For him, the first symptom was a cough.
“I came home from work, and all of a sudden I just started shaking with fevers, and then I just went straight to bed,” he said.
Manger stayed in bed for days, leaving only to get tested. Then he was admitted to Memorial Hermann hospital in The Woodlands where he struggled alone for more than four weeks.
“It almost got to where I couldn’t even breath,” Manger said. “I was just gasping for air constantly.”
Manger married his wife Kellie 30 years ago, around the same time she became a nurse at the Texas Medical Center. Their children are also first responders and a teacher, and the Mangers have four grandchildren.

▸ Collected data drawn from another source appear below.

use std::{fmt, str::FromStr};

use base64::{
    Engine, alphabet,
    engine::{DecodePaddingMode, GeneralPurpose, GeneralPurposeConfig},
};
use serde_json::Value;
use thiserror::Error;

/// Role
///
/// The closed, ordered set of canonical roles the portal routes on.
/// A role is never stored on its own: it is derived again from the credential
/// at every decision point.
#[derive(Debug, Clone, Copy, PartialEq, Eq, PartialOrd, Ord, Hash)]
pub enum Role {
    Admin,
    OfficeAdmin,
    Showroom,
}

impl Role {
    /// Every canonical role, in order.
    pub const ALL: [Role; 3] = [Role::Admin, Role::OfficeAdmin, Role::Showroom];

    /// The canonical identifier, as issuers are expected to spell it.
    pub fn as_str(&self) -> &'static str {
        match self {
            Role::Admin => "admin",
            Role::OfficeAdmin => "officeAdmin",
            Role::Showroom => "showroom",
        }
    }

    /// home
    ///
    /// The RoleHomeTable: the landing path for an authenticated user of this role.
    /// The match is exhaustive, so every role has exactly one home.
    pub fn home(&self) -> &'static str {
        match self {
            Role::Admin => "/admin",
            Role::OfficeAdmin => "/office-admin",
            Role::Showroom => "/showroom-account",
        }
    }
}

impl fmt::Display for Role {
    fn fmt(&self, f: &mut fmt::Formatter<'_>) -> fmt::Result {
        f.write_str(self.as_str())
    }
}

#[derive(Debug, Error, PartialEq, Eq)]
#[error("unknown canonical role: {0}")]
pub struct UnknownRole(pub String);

impl FromStr for Role {
    type Err = UnknownRole;

    fn from_str(s: &str) -> Result<Self, Self::Err> {
        Role::ALL
            .into_iter()
            .find(|role| role.as_str() == s)
            .ok_or_else(|| UnknownRole(s.to_string()))
    }
}

/// DecodedRole
///
/// What a readable credential says about its bearer. An unrecognized role is kept
/// verbatim so that "authenticated with a role we do not route" stays distinct from
/// "no role at all".
#[derive(Debug, Clone, PartialEq, Eq, Hash)]
pub enum DecodedRole {
    Canonical(Role),
    Unrecognized(String),
}

impl DecodedRole {
    pub fn canonical(&self) -> Option<Role> {
        match self {
            DecodedRole::Canonical(role) => Some(*role),
            DecodedRole::Unrecognized(_) => None,
        }
    }

    /// Text form: the canonical identifier, or the raw claim.
    pub fn as_str(&self) -> &str {
        match self {
            DecodedRole::Canonical(role) => role.as_str(),
            DecodedRole::Unrecognized(raw) => raw,
        }
    }
}

/// CredentialError
///
/// Reasons a credential could not be read. These never leave this module:
/// `decode_role` logs them and answers "no role".
#[derive(Debug, Error)]
pub(crate) enum CredentialError {
    #[error("credential has no payload segment")]
    MissingPayload,
    #[error("payload is not base64: {0}")]
    Base64(#[from] base64::DecodeError),
    #[error("payload is not JSON: {0}")]
    Json(#[from] serde_json::Error),
    #[error("payload is not a JSON object")]
    NotAnObject,
    #[error("role claim is missing or not text")]
    RoleNotText,
}

// Lenient about trailing bits and padding, like a browser's atob.
const PAYLOAD_ENGINE: GeneralPurpose = GeneralPurpose::new(
    &alphabet::STANDARD,
    GeneralPurposeConfig::new()
        .with_decode_allow_trailing_bits(true)
        .with_decode_padding_mode(DecodePaddingMode::Indifferent),
);

/// decode_role
///
/// Reads the `role` claim out of an unverified `header.payload.signature` token.
///
/// The signature is never checked. Every failure (empty token, missing payload,
/// bad base64, non-JSON, no textual `role`) yields `None`; nothing panics and no
/// error reaches the caller.
pub fn decode_role(token: Option<&str>) -> Option<DecodedRole> {
    let token = token.filter(|t| !t.is_empty())?;

    match read_role_claim(token) {
        Ok(raw) => classify(&raw),
        Err(e) => {
            tracing::debug!(error = %e, "unreadable credential treated as roleless");
            None
        }
    }
}

fn read_role_claim(token: &str) -> Result<String, CredentialError> {
    let payload = token
        .split('.')
        .nth(1)
        .ok_or(CredentialError::MissingPayload)?;

    let bytes = PAYLOAD_ENGINE.decode(to_padded_base64(payload))?;
    let claims: Value = serde_json::from_slice(&bytes)?;
    let claims = claims.as_object().ok_or(CredentialError::NotAnObject)?;

    claims
        .get("role")
        .and_then(Value::as_str)
        .map(str::to_owned)
        .ok_or(CredentialError::RoleNotText)
}

/// Converts a base64url segment to padded standard base64.
fn to_padded_base64(segment: &str) -> String {
    let mut b64: String = segment
        .chars()
        .map(|c| match c {
            '-' => '+',
            '_' => '/',
            other => other,
        })
        .collect();

    match b64.len() % 4 {
        2 => b64.push_str("=="),
        3 => b64.push('='),
        _ => {}
    }
    b64
}

fn classify(raw: &str) -> Option<DecodedRole> {
    let normalized: String = raw
        .chars()
        .filter(char::is_ascii_alphabetic)
        .map(|c| c.to_ascii_lowercase())
        .collect();

    let role = match normalized.as_str() {
        "admin" => Role::Admin,
        "officeadmin" | "office" => Role::OfficeAdmin,
        "showroom" | "customer" => Role::Showroom,
        _ if raw.is_empty() => return None,
        _ => return Some(DecodedRole::Unrecognized(raw.to_string())),
    };
    Some(DecodedRole::Canonical(role))
}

“I would just lay there all day long just looking at the ceiling or looking at the walls, because all I was trying to do was take my next breath,” Manger said.
“I was ready to say, ‘I’m done,’ and it was that bad,” he said, holding back tears. “I was in so much agony, and so much distress, my body was just saying, ‘I’m done.' And I had my phone, and I made a call, and I just said goodbye.”
Twenty-nine days after he was admitted to the hospital, he was finally able to go home. Doctors told the Mangers that he may have to use an oxygen machine for weeks, or even months. COVID-19 pneumonia damaged his lungs, and the extent of the damage is unclear.
“Everyone needs to understand that this is worse than people think it really is,” Manger said from his home, hooked up to the oxygen machine. “Once one of your family members get it, or a friend, I think you’ll understand.”
Kellie Manger is taking time off of work to be David’s full-time nurse.